79 P. 1074 | Kan. | 1905

The opinion of the court was delivered by

Burch, J.:

Henry Knoll successfully resisted the payment of a promissory note given to W. M. Smith, and indorsed to the plaintiff, on the ground of a failure of consideration. The questions in the case are whether an oral agreement furnishing the consideration of the note can be repudiated by the plaintiff, and whether evidence relating to the agreement contradicts the written promise. The verdict, the special findings of the jury and the judgment rendered after a motion for new trial all being for the defendant, only the evidence in his favor need be considered.

Smith purchased a thrashing outfit at Salina. The sale was not made until the machine was delivered. *111The delivery was made by G. S. Lowell, president of the Lowell Windmill Manufacturing Company, who had the machine in his possession, arranged all the terms of the sale, and received payment of the price. The price was paid by notes given by Smith to the plaintiff as payee. The notes were secured by a chattel mortgage on the machine, given to the plaintiff as mortgagee. In the chattel mortgage a portion of the description of the property was that it had been manufactured by the plaintiff and purchased from it at Salina through its agent, the Lowell Windmill Manufacturing Company. The plaintiff accepted the notes and mortgage, and afterward foreclosed the mortgage and took the machine away from Smith by virtue of the rights it afforded.
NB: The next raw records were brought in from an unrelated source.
//! Built-in auxiliary kernels.
use crate::evaluators::{AuxKernel, Evaluable, EvaluatorBase};
use crate::factory::{Factory, SetupContext};
use crate::fe_data::QpContext;
use crate::variables::{AuxVariableId, CoupledVariableId};

pub(crate) fn register(factory: &mut Factory) {
    factory.register_aux_kernel("ConstantAux", |ctx| Ok(Box::new(ConstantAux::new(ctx)?)));
    factory.register_aux_kernel("FunctionAux", |ctx| Ok(Box::new(FunctionAux::new(ctx)?)));
    factory.register_aux_kernel("CoupledValueAux", |ctx| Ok(Box::new(CoupledValueAux::new(ctx)?)));
    factory.register_aux_kernel("MaterialRealAux", |ctx| Ok(Box::new(MaterialRealAux::new(ctx)?)));
}

#[derive(Debug, Clone)]
pub struct ConstantAux {
    base: EvaluatorBase,
    variable: AuxVariableId,
    value: f64,
}

impl ConstantAux {
    pub fn new(ctx: &SetupContext) -> eyre::Result<Self> {
        Ok(Self {
            base: ctx.base()?,
            variable: ctx.aux_variable()?,
            value: ctx.params.real_or("value", 0.0)?,
        })
    }
}

impl Evaluable for ConstantAux {
    fn base(&self) -> &EvaluatorBase {
        &self.base
    }
}

impl AuxKernel for ConstantAux {
    fn variable(&self) -> AuxVariableId {
        self.variable
    }

    fn compute_value(&mut self, _qp: &QpContext) -> eyre::Result<f64> {
        Ok(self.value)
    }
}

/// Samples a function at the current point and time.
#[derive(Debug, Clone)]
pub struct FunctionAux {
    base: EvaluatorBase,
    variable: AuxVariableId,
    function: String,
}

impl FunctionAux {
    pub fn new(ctx: &SetupContext) -> eyre::Result<Self> {
        Ok(Self {
            base: ctx.base()?,
            variable: ctx.aux_variable()?,
            function: ctx.params.string("function")?.to_string(),
        })
    }
}

impl Evaluable for FunctionAux {
    fn base(&self) -> &EvaluatorBase {
        &self.base
    }
}

impl AuxKernel for FunctionAux {
    fn variable(&self) -> AuxVariableId {
        self.variable
    }

    fn compute_value(&mut self, qp: &QpContext) -> eyre::Result<f64> {
        qp.function_value(&self.function)
    }
}

/// `coef · v` for a coupled variable `v`.
#[derive(Debug, Clone)]
pub struct CoupledValueAux {
    base: EvaluatorBase,
    variable: AuxVariableId,
    coupled: CoupledVariableId,
    coef: f64,
}

impl CoupledValueAux {
    pub fn new(ctx: &SetupContext) -> eyre::Result<Self> {
        Ok(Self {
            base: ctx.base()?,
            variable: ctx.aux_variable()?,
            coupled: ctx.coupled("v")?,
            coef: ctx.params.real_or("coef", 1.0)?,
        })
    }
}

impl Evaluable for CoupledValueAux {
    fn base(&self) -> &EvaluatorBase {
        &self.base
    }
}

impl AuxKernel for CoupledValueAux {
    fn variable(&self) -> AuxVariableId {
        self.variable
    }

    fn compute_value(&mut self, qp: &QpContext) -> eyre::Result<f64> {
        Ok(self.coef * qp.coupled_value(self.coupled))
    }
}

/// Copies a material property into an elemental auxiliary variable.
#[derive(Debug, Clone)]
pub struct MaterialRealAux {
    base: EvaluatorBase,
    variable: AuxVariableId,
    property: String,
}

impl MaterialRealAux {
    pub fn new(ctx: &SetupContext) -> eyre::Result<Self> {
        Ok(Self {
            base: ctx.base()?,
            variable: ctx.aux_variable()?,
            property: ctx.params.string("property")?.to_string(),
        })
    }
}

impl Evaluable for MaterialRealAux {
    fn base(&self) -> &EvaluatorBase {
        &self.base
    }
}

impl AuxKernel for MaterialRealAux {
    fn variable(&self) -> AuxVariableId {
        self.variable
    }

    fn compute_value(&mut self, qp: &QpContext) -> eyre::Result<f64> {
        qp.material(&self.property)
    }
}
//! Run-time configuration of a coupled system.
use crate::error::{Result, SystemError};
use crate::time::TimeScheme;
use serde::{Deserialize, Serialize};
use std::path::Path;

/// Top-level configuration for a [`CoupledSystem`](crate::system::CoupledSystem).
///
/// All fields have defaults, so a configuration file only needs to list what it changes.
#[derive(Debug, Clone, PartialEq, Serialize, Deserialize)]
#[serde(default)]
pub struct SystemConfig {
    /// Number of worker threads. Zero selects the rayon default (one per logical core).
    pub num_threads: usize,
    /// Number of Gauss points per reference dimension.
    pub quadrature_points: usize,
    pub need_residual_copy: bool,
    /// Evaluate postprocessors before every residual evaluation instead of once per step.
    pub compute_postprocessors_each_residual: bool,
    pub time: TimeConfig,
    pub adaptivity: AdaptivityConfig,
}

impl Default for SystemConfig {
    fn default() -> Self {
        Self {
            num_threads: 0,
            quadrature_points: 2,
            need_residual_copy: false,
            compute_postprocessors_each_residual: false,
            time: TimeConfig::default(),
            adaptivity: AdaptivityConfig::default(),
        }
    }
}

#[derive(Debug, Clone, PartialEq, Serialize, Deserialize)]
#[serde(default)]
pub struct TimeConfig {
    pub transient: bool,
    pub scheme: TimeScheme,
    pub start_time: f64,
    pub dt: f64,
}

impl Default for TimeConfig {
    fn default() -> Self {
        Self {
            transient: false,
            scheme: TimeScheme::ImplicitEuler,
            start_time: 0.0,
            dt: 1.0,
        }
    }
}

#[derive(Debug, Clone, PartialEq, Serialize, Deserialize)]
#[serde(default)]
pub struct AdaptivityConfig {
    /// Maximum number of adaptivity cycles per time step.
    pub max_cycles: usize,
    /// Number of cycles run against the initial condition only.
    pub initial_cycles: usize,
    pub refine_fraction: f64,
    pub coarsen_fraction: f64,
    /// Maximum refinement level of any element. Zero means unlimited.
    pub max_h_level: u32,
    /// Errors at or below this value never trigger refinement.
    pub refine_threshold: f64,
}

impl Default for AdaptivityConfig {
    fn default() -> Self {
        Self {
            max_cycles: 1,
            initial_cycles: 0,
            refine_fraction: 0.5,
            coarsen_fraction: 0.0,
            max_h_level: 0,
            refine_threshold: 0.0,
        }
    }
}

impl SystemConfig {
    pub fn from_json_str(json: &str) -> Result<Self> {
        let config: Self = serde_json::from_str(json)?;
        config.validate()?;
        Ok(config)
    }

    pub fn from_json_file(path: impl AsRef<Path>) -> Result<Self> {
        let contents = std::fs::read_to_string(path)?;
        Self::from_json_str(&contents)
    }

    /// Rejects configurations that can never describe a valid run.
    pub fn validate(&self) -> Result<()> {
        if !(1..=4).contains(&self.quadrature_points) {
            return Err(SystemError::Config(format!(
                "quadrature_points must be between 1 and 4, got {}",
                self.quadrature_points
            )));
        }
        if !(self.time.dt > 0.0 && self.time.dt.is_finite()) {
            return Err(SystemError::Config(format!(
                "time step must be positive and finite, got {}",
                self.time.dt
            )));
        }
        let adaptivity = &self.adaptivity;
        for (name, fraction) in [
            ("refine_fraction", adaptivity.refine_fraction),
            ("coarsen_fraction", adaptivity.coarsen_fraction),
        ] {
            if !(0.0..=1.0).contains(&fraction) {
                return Err(SystemError::Config(format!("{name} must lie in [0, 1], got {fraction}")));
            }
        }
        if adaptivity.coarsen_fraction + adaptivity.refine_fraction > 1.0 {
            return Err(SystemError::Config(
                "refine_fraction and coarsen_fraction overlap".to_string(),
            ));
        }
        if adaptivity.refine_threshold < 0.0 {
            return Err(SystemError::Config(format!(
                "refine_threshold must be non-negative, got {}",
                adaptivity.refine_threshold
            )));
        }
        Ok(())
    }
}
Under the authorities the .foregoing facts were sufficient to prove that the Lowell company was the agent of the plaintiff in all of the details of the transaction so far described, but the proof does not stop there. Mr. Lowell, president of the company, testified unqualifiedly, and without objection on the part of the plaintiff, that he was at the time the agent of the plaintiff. This part of the proof of agency did not consist of mere declarations shown to have been made by him. It was his own testimony to the fact of agency, and hence was competent. (Howe Machine Co. v. Clark, 15 Kan. 492; Cowles & Eldridge v. Burns, 28 id. 32; French v. Wade, 35 id. 391, 11 Pac. 138; Ream v. McElhone, 50 id. 409, 31 Pac. 1075.)

A. B. Neeley, of Minneapolis, had taken Smith to the office of the Lowell company. The Lowell company agreed to divide its commission with him for his services in effecting a sale. Lowell desired that farmers’ notes to the amount of $1000 be procured for the company as additional security for the price of the machine. He arranged with Neeley to obtain them, and instructed Neeley to say to the farmers that the notes were to be taken as collateral on the sale of the *112machine to Smith; that Smith would do their thrashing ; and that the notes were to be paid to the plaintiff when the thrashing was done. He further gave Neeley a writing, to show to the farmers what kind of a thrasher Smith was. Neeley personally obtained from Knoll the note in suit, upon a promise made in accordance with Lowell’s instructions. Neeley named Smith as payee in the note, but it was indorsed direct to the company. Although Smith carried the notes to Salina, Neeley required him to receipt for them “to be delivered to G. S. Lowell, Salina, Kan.” Neeley was Lowell’s efficient arm, precisely the same as his secretary, who wrote the chattel mortgage, and the jury had the right to interpret the transaction as if the notes had been made payable direct to the plaintiff. The notes of other farmers were procured in the same way. Lowell took possession of them, and sent them all in to the plaintiff with Smith’s notes and mortgage for the machine. The plaintiff received and kept them, and sued Knoll upon the one he had given, without thrashing his wheat.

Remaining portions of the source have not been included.